Instructions for the task
In the material below, find each line with the string "ordered" and copy it.
====== Information shown
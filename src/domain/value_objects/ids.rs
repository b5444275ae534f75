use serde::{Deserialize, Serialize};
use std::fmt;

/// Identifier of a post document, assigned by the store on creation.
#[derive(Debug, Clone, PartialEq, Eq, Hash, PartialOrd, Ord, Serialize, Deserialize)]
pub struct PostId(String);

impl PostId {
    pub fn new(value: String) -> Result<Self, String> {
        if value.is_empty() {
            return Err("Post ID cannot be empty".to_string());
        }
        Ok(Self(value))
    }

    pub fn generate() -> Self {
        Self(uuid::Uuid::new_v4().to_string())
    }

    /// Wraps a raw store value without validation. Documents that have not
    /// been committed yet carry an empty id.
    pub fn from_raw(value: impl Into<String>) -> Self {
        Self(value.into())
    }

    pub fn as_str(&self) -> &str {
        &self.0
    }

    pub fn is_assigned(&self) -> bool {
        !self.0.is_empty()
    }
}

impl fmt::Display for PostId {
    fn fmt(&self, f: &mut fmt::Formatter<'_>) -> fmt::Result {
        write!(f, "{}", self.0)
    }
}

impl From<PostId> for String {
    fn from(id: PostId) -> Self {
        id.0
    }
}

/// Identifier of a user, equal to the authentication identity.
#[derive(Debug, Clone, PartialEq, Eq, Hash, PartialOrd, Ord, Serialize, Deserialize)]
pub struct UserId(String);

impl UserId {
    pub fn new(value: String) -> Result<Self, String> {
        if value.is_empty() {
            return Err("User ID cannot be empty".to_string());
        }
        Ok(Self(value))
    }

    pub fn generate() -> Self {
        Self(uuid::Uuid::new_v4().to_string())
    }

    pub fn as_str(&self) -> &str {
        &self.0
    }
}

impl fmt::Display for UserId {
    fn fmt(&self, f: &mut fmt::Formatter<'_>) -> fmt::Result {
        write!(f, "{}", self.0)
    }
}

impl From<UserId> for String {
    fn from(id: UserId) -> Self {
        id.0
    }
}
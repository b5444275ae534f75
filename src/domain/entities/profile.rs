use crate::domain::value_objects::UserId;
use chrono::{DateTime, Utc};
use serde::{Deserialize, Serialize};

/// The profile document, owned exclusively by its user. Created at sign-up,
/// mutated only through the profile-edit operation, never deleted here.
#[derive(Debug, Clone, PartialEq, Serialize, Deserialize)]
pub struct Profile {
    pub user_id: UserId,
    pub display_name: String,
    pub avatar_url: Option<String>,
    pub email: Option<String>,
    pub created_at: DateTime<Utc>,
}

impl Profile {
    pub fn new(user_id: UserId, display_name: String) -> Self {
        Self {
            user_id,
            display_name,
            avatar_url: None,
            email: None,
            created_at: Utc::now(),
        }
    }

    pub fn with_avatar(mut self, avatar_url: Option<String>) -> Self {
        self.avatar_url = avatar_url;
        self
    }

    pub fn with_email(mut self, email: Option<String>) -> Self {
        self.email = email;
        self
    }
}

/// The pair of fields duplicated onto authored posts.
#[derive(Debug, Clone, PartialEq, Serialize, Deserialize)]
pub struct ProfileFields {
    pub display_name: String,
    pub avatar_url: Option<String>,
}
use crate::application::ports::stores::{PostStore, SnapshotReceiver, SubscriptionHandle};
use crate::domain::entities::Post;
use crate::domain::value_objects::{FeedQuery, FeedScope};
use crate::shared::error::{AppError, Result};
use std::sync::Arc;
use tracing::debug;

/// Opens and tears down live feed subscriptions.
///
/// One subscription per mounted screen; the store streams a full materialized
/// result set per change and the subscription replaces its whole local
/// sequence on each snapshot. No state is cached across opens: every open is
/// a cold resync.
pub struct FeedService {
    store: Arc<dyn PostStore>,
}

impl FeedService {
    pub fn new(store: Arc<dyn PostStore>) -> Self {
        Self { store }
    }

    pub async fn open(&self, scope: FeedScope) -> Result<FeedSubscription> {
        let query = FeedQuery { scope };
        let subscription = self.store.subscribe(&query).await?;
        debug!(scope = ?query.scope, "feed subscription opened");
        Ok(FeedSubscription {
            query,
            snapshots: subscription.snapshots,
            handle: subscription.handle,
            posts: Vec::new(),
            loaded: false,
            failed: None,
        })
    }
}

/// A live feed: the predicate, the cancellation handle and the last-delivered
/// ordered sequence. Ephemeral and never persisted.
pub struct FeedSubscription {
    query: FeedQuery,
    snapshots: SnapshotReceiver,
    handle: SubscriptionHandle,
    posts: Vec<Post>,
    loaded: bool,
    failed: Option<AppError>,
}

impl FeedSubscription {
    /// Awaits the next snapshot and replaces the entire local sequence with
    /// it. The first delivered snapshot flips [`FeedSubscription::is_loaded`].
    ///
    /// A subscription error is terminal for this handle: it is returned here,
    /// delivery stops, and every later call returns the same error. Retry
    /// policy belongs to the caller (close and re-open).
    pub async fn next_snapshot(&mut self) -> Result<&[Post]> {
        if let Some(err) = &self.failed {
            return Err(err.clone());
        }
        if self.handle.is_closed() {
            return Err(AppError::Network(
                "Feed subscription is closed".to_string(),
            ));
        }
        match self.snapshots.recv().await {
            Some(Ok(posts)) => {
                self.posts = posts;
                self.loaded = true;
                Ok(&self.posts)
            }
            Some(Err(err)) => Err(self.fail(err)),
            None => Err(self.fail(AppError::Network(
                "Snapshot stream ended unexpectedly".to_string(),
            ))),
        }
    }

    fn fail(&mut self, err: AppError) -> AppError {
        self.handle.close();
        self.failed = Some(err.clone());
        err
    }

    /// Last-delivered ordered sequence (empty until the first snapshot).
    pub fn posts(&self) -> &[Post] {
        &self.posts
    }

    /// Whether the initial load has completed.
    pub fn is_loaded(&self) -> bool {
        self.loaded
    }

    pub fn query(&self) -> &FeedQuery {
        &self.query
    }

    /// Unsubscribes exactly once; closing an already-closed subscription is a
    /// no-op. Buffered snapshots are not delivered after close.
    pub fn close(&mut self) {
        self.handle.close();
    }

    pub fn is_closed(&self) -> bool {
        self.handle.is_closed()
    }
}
============
Exercise response
/// ordered sequence. Ephemeral and never persisted.
    /// Last-delivered ordered sequence (empty until the first snapshot).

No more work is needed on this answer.